The recommendations in the ICRP report are based on objective assessments of the health risks associated with prolonged exposure levels and on radiological protection attributes of various exposure situations.2 However, the radiation risks attributable to artificial sources of prolonged exposure in relation to those due to natural sources, the members of the public may have personal and difference views on this. This depending on the origin of the exposure,  and usually results in differently perceived needs for response and a different scale of protection. The reqiure for protection is generally stronger when the source of exposure is a technological by-product rather than when it is considered to be of natural origin.  Society usually ignored that typically elevated prolonged exposures due to natural radiation sources, while relatively minor prolonged exposures to artificial long-lived radioactive residues are a cause of concern and sometimes prompt unnecessary actions. This actuality of social and political attributes, usually unrelated to radiological protection, mainly influences the final decision on the level of protection against prolonged exposure. Therefore, the ICRP report cautiously recognizes that it should be seen as a provider of decision-aiding recommendations usually based on scientific considerations on radiological protection, the outcome of its advice will be expected to serve as an input to a final decision-making process which may include other societal concerns and considerations. The decision-making process for the radiological protection of the public in situations of prolonged exposure may include the participation of relevant stakeholders rather than radiological protection specialists alone.

 
 
The Role of Strontium-90
 
In 1957 an explosion occurred at the depot of radioactive waste in the Southern Urals. An area of 23,000 km2 was contaminated, with contamination density of over 1 Ci/m2 for Strontium-90. The zone was named the East-Urals Radiation Trace (EURT). The population about 270,000 persons distribute in total 217 populated areas. The residents of 22 villages with contamination density of over 4 Ci/km2 for Strontium-90 were evacuated. The times of evacuation differed from 7 to 670 days since the accident, depending on the level of contamination.

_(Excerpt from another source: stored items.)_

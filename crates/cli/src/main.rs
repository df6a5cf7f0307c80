use anyhow::Result;
use binary_analyzer::commands::{analyze_command, generate_command, run_command};
use binary_analyzer::RunOverrides;
use clap::{Args, Parser, Subcommand};

/// Generate, persist, reload and analyze arrays of bounded random integers.
///
/// This CLI is a thin wrapper around `analyzer-core` (exposed in code as
/// `analyzer_core`). All substantive logic lives in the library.
#[derive(Parser, Debug)]
#[command(
    name = "binary-analyzer",
    version,
    about = "Generate, persist and analyze bounded random integer arrays",
    long_about = None
)]
struct Cli {
    #[command(subcommand)]
    command: Option<Command>,
}

#[derive(Args, Debug, Default)]
struct DataArgs {
    /// Binary data file. Defaults to `binary.dat` in the current directory.
    #[arg(long)]
    path: Option<String>,

    /// Seed for the random source. Defaults to the current time.
    #[arg(long)]
    seed: Option<u64>,

    /// Optional run config file (.json, .yaml or .yml). Flags override its values.
    #[arg(long)]
    config: Option<String>,
}

#[derive(Subcommand, Debug)]
enum Command {
    /// Generate a dataset, write it, read it back and print all four reports.
    ///
    /// This is the default when no subcommand is given. Reports are printed in
    /// order: statistics, duplicates, missing, search.
    Run {
        #[command(flatten)]
        data: DataArgs,

        /// Number of values to generate.
        #[arg(long)]
        length: Option<usize>,

        /// Random probes issued by the search analyzer.
        #[arg(long)]
        probes: Option<usize>,

        /// Emit JSON instead of human-readable text.
        #[arg(long, default_value_t = false)]
        json: bool,
    },

    /// Generate a dataset and write it to the data file without analyzing it.
    Generate {
        #[command(flatten)]
        data: DataArgs,

        /// Number of values to generate.
        #[arg(long)]
        length: Option<usize>,
    },

    /// Run analyzers over an existing data file.
    Analyze {
        #[command(flatten)]
        data: DataArgs,

        /// Comma-separated subset of analyzers: statistics, duplicates, missing, search.
        #[arg(long)]
        only: Option<String>,

        /// Random probes issued by the search analyzer.
        #[arg(long)]
        probes: Option<usize>,

        /// Emit JSON instead of human-readable text.
        #[arg(long, default_value_t = false)]
        json: bool,
    },
}

fn overrides(data: DataArgs, length: Option<usize>, probes: Option<usize>) -> RunOverrides {
    RunOverrides { config: data.config, path: data.path, length, probes, seed: data.seed }
}

fn main() -> Result<()> {
    env_logger::Builder::from_env(env_logger::Env::default().default_filter_or("warn")).init();

    let cli = Cli::parse();

    // Default to a full run if no subcommand is provided.
    let command = cli.command.unwrap_or(Command::Run {
        data: DataArgs::default(),
        length: None,
        probes: None,
        json: false,
    });

    match command {
        Command::Run { data, length, probes, json } => {
            run_command(&overrides(data, length, probes), json)?
        }
        Command::Generate { data, length } => generate_command(&overrides(data, length, None))?,
        Command::Analyze { data, only, probes, json } => {
            analyze_command(&overrides(data, None, probes), only.as_deref(), json)?
        }
    }

    Ok(())
}
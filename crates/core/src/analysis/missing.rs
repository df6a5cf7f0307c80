use std::collections::HashSet;

use rand::RngCore;

use crate::analysis::{AnalysisError, AnalysisReport, Analyzer};
use crate::model::Dataset;

/// Counts how many values of `[0, domain)` never appear in the dataset.
pub struct MissingAnalyzer {
    domain: i32,
}

impl MissingAnalyzer {
    pub fn new(domain: i32) -> Self {
        Self { domain }
    }

    pub fn domain(&self) -> i32 {
        self.domain
    }

    /// Values outside the domain are seen but never counted as missing.
    pub fn count_missing(&self, values: &[i32]) -> usize {
        let seen: HashSet<i32> = values.iter().copied().collect();
        (0..self.domain).filter(|v| !seen.contains(v)).count()
    }
}

impl Analyzer for MissingAnalyzer {
    fn analyze(
        &self,
        dataset: &Dataset,
        _rng: &mut dyn RngCore,
    ) -> Result<AnalysisReport, AnalysisError> {
        let values = dataset.to_vec();
        Ok(AnalysisReport::Missing { missing: self.count_missing(&values) })
    }

    fn name(&self) -> &'static str {
        "missing"
    }
}
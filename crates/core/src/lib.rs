//! analyzer-core
//!
//! Core library for generating, persisting and analyzing arrays of bounded
//! random integers.
//!
//! This crate defines the dataset model, the random generator, the binary file
//! codec, the classic array algorithms (selection sort, recursive binary search),
//! the analyzers that run over a reloaded dataset, and the pipeline that ties
//! them together.
//!
//! All substantive logic lives here so it is fully testable and reusable from
//! multiple frontends. The CLI only parses arguments and prints reports.

pub mod model;
pub mod generator;
pub mod codec;
pub mod algorithms;
pub mod analysis;
pub mod config;
pub mod pipeline;

/// Returns the library version as encoded at compile time.
///
/// Useful for tests and for frontends to report consistent version info.
pub fn version() -> &'static str {
    env!("CARGO_PKG_VERSION")
}
//! Random dataset generation.
//!
//! The pipeline owns a single random source for the whole run. Without an
//! explicit seed it is seeded from the wall clock so each run differs; the
//! chosen seed is handed back so a run can be replayed with `--seed`.

use chrono::Utc;
use log::debug;
use rand::rngs::StdRng;
use rand::{Rng, SeedableRng};
use thiserror::Error;

use crate::model::Dataset;

#[derive(Debug, Error, PartialEq, Eq)]
pub enum GeneratorError {
    #[error("Domain size must be positive, got {0}")]
    EmptyDomain(i32),
}

/// Build the run's random source, returning it together with the seed used.
pub fn seeded_rng(seed: Option<u64>) -> (StdRng, u64) {
    let seed = seed.unwrap_or_else(clock_seed);
    (StdRng::seed_from_u64(seed), seed)
}

fn clock_seed() -> u64 {
    let now = Utc::now();
    now.timestamp_nanos_opt().unwrap_or_else(|| now.timestamp()) as u64
}

/// Draw `length` values uniformly from `[0, domain_size)`.
pub fn generate<R: Rng + ?Sized>(
    length: usize,
    domain_size: i32,
    rng: &mut R,
) -> Result<Dataset, GeneratorError> {
    if domain_size <= 0 {
        return Err(GeneratorError::EmptyDomain(domain_size));
    }
    debug!("Generating {length} values in [0, {domain_size})");
    Ok((0..length).map(|_| rng.gen_range(0..domain_size)).collect())
}
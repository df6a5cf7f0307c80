//! Library half of the `binary-analyzer` CLI.
//!
//! Commands live here (rather than in `main.rs`) so integration tests can call
//! them directly; `main.rs` only parses arguments and dispatches.

pub mod commands;

use std::path::PathBuf;

use analyzer_core::analysis::AnalyzerKind;
use analyzer_core::config::{load_run_config, RunConfig};
use anyhow::{anyhow, Result};

/// Command-line values that override the run config, field by field.
#[derive(Debug, Clone, Default)]
pub struct RunOverrides {
    pub config: Option<String>,
    pub path: Option<String>,
    pub length: Option<usize>,
    pub probes: Option<usize>,
    pub seed: Option<u64>,
}

/// Start from the config file (or defaults) and apply explicit flags on top.
pub fn resolve_run_config(overrides: &RunOverrides) -> Result<RunConfig> {
    let mut config = match &overrides.config {
        Some(path) => load_run_config(&PathBuf::from(path))?,
        None => RunConfig::default(),
    };
    if let Some(path) = &overrides.path {
        config.data_path = PathBuf::from(path);
    }
    if let Some(length) = overrides.length {
        config.length = length;
    }
    if let Some(probes) = overrides.probes {
        config.probes = probes;
    }
    if overrides.seed.is_some() {
        config.seed = overrides.seed;
    }
    config.validate()?;
    Ok(config)
}

/// Parse a comma-separated analyzer list such as `statistics,search`.
pub fn parse_analyzer_list(list: &str) -> Result<Vec<AnalyzerKind>> {
    let mut kinds = Vec::new();
    for name in list.split(',').map(str::trim).filter(|s| !s.is_empty()) {
        let kind: AnalyzerKind = name.parse()?;
        if !kinds.contains(&kind) {
            kinds.push(kind);
        }
    }
    if kinds.is_empty() {
        return Err(anyhow!("--only needs at least one analyzer name"));
    }
    Ok(kinds)
}
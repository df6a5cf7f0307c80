use analyzer_core::analysis::{default_analyzer_registry, AnalyzerRegistry};
use analyzer_core::pipeline::PipelineRunner;
use anyhow::{Context, Result};

use crate::commands::{analyses_to_json, render_text};
use crate::{parse_analyzer_list, resolve_run_config, RunOverrides};

/// Run analyzers over an existing data file.
///
/// Unlike `run`, a file that cannot be read is an error here: there is nothing
/// to analyze.
pub fn analyze_command(overrides: &RunOverrides, only: Option<&str>, json: bool) -> Result<()> {
    let config = resolve_run_config(overrides)?;
    let registry = match only {
        Some(list) => AnalyzerRegistry::from_kinds(&parse_analyzer_list(list)?, config.probes),
        None => default_analyzer_registry(config.probes),
    };
    let runner = PipelineRunner { config: &config, registry: &registry };
    let analyses = runner
        .analyze_file(&config.data_path)
        .with_context(|| format!("Failed to analyze {}", config.data_path.display()))?;

    if json {
        let body = serde_json::to_string_pretty(&analyses_to_json(&analyses)?)
            .context("Failed to serialize analyses to JSON")?;
        println!("{body}");
    } else {
        print!("{}", render_text(&analyses));
    }
    Ok(())
}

In 1988-1993 an individualized registry was created at the
Urals Research Center for Radiation Medicine (URCRM), which included information on the residents of 22 evacuated villages and a proportion of unevacuated residents of the EURT area. Currently, the registry contains data on 30,000 residents. Of that number approximately 17,000 persons were born before, and 12,000 after the accident, it including about 9,000 offspring of exposed residents evacuated from the EURT, and about 3,000 persons who were born after the accident and have been living permanently in the EURT area.
According to the data first published by Romanov8 the residents have received, over the 35-year period since the accident, mean effective doses ranging from 23 to 530 mSv. The mean effective doses received by permanent residents range from 5 to 60 mSv.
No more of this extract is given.